Return verbatim the run of lines that opens with the line holding "let fields: Vec<&str>" and closes with the last line of the records.

————————

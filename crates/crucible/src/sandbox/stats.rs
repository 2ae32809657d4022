//! Resource usage sampling for running children.
//!
//! Reads `/proc/<pid>/stat` and `/proc/<pid>/status` so the supervisor can
//! classify CPU and memory exhaustion itself instead of trusting how the
//! OS eventually stops the process. On platforms without procfs the
//! sampler yields nothing and enforcement falls back to rlimits plus the
//! wall clock.

/// One point-in-time reading of a process's resource usage
#[derive(Debug, Clone, Copy, Default, PartialEq)]
pub struct ProcessStats {
    /// CPU time consumed (user + system) in seconds
    pub cpu_seconds: f64,

    /// Peak resident set size (VmHWM) in kilobytes
    pub peak_rss_kb: u64,

    /// Peak virtual address space (VmPeak) in kilobytes
    pub peak_vm_kb: u64,
}

impl ProcessStats {
    /// Sample the process, returning None once it is gone or unreadable
    #[cfg(target_os = "linux")]
    pub fn sample(pid: u32) -> Option<Self> {
        let stat = std::fs::read_to_string(format!("/proc/{pid}/stat")).ok()?;
        let status = std::fs::read_to_string(format!("/proc/{pid}/status")).ok()?;

        let cpu_seconds = parse_cpu_seconds(&stat)?;
        let peak_rss_kb = parse_status_kb(&status, "VmHWM:").unwrap_or(0);
        let peak_vm_kb = parse_status_kb(&status, "VmPeak:").unwrap_or(0);

        Some(Self {
            cpu_seconds,
            peak_rss_kb,
            peak_vm_kb,
        })
    }

    #[cfg(not(target_os = "linux"))]
    pub fn sample(_pid: u32) -> Option<Self> {
        None
    }

    /// Fold another sample into a running peak
    pub fn merge_peak(&mut self, other: &ProcessStats) {
        self.cpu_seconds = self.cpu_seconds.max(other.cpu_seconds);
        self.peak_rss_kb = self.peak_rss_kb.max(other.peak_rss_kb);
        self.peak_vm_kb = self.peak_vm_kb.max(other.peak_vm_kb);
    }
}

/// Parse utime + stime out of `/proc/<pid>/stat`.
///
/// The comm field (2nd) may contain spaces and parentheses; everything
/// after the final ')' is whitespace-separated, with utime and stime at
/// positions 14 and 15 of the full line (1-indexed).
#[cfg(any(target_os = "linux", test))]
fn parse_cpu_seconds(stat: &str) -> Option<f64> {
    let rest = &stat[stat.rfind(')')? + 1..];
    let fields: Vec<&str> = rest.split_whitespace().collect();
    // rest starts at field 3 (state), so utime/stime are at offsets 11/12
    let utime: u64 = fields.get(11)?.parse().ok()?;
    let stime: u64 = fields.get(12)?.parse().ok()?;
    Some((utime + stime) as f64 / clock_ticks_per_second())
}

/// Read a `kB` value out of `/proc/<pid>/status` by line prefix
#[cfg(any(target_os = "linux", test))]
fn parse_status_kb(status: &str, prefix: &str) -> Option<u64> {
    status
        .lines()
        .find(|line| line.starts_with(prefix))?
        .split_whitespace()
        .nth(1)?
        .parse()
        .ok()
}

#[cfg(any(target_os = "linux", test))]
fn clock_ticks_per_second() -> f64 {
    // _SC_CLK_TCK is effectively always 100 on Linux, but ask anyway
    let ticks = unsafe { libc::sysconf(libc::_SC_CLK_TCK) };
    if ticks > 0 { ticks as f64 } else { 100.0 }
}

————————

ANSWER AREA:
    let fields: Vec<&str> = rest.split_whitespace().collect();
    // rest starts at field 3 (state), so utime/stime are at offsets 11/12
    let utime: u64 = fields.get(11)?.parse().ok()?;
    let stime: u64 = fields.get(12)?.parse().ok()?;
    Some((utime + stime) as f64 / clock_ticks_per_second())
}

/// Read a `kB` value out of `/proc/<pid>/status` by line prefix
#[cfg(any(target_os = "linux", test))]
fn parse_status_kb(status: &str, prefix: &str) -> Option<u64> {
    status
        .lines()
        .find(|line| line.starts_with(prefix))?
        .split_whitespace()
        .nth(1)?
        .parse()
        .ok()
}

#[cfg(any(target_os = "linux", test))]
fn clock_ticks_per_second() -> f64 {
    // _SC_CLK_TCK is effectively always 100 on Linux, but ask anyway
    let ticks = unsafe { libc::sysconf(libc::_SC_CLK_TCK) };
    if ticks > 0 { ticks as f64 } else { 100.0 }
}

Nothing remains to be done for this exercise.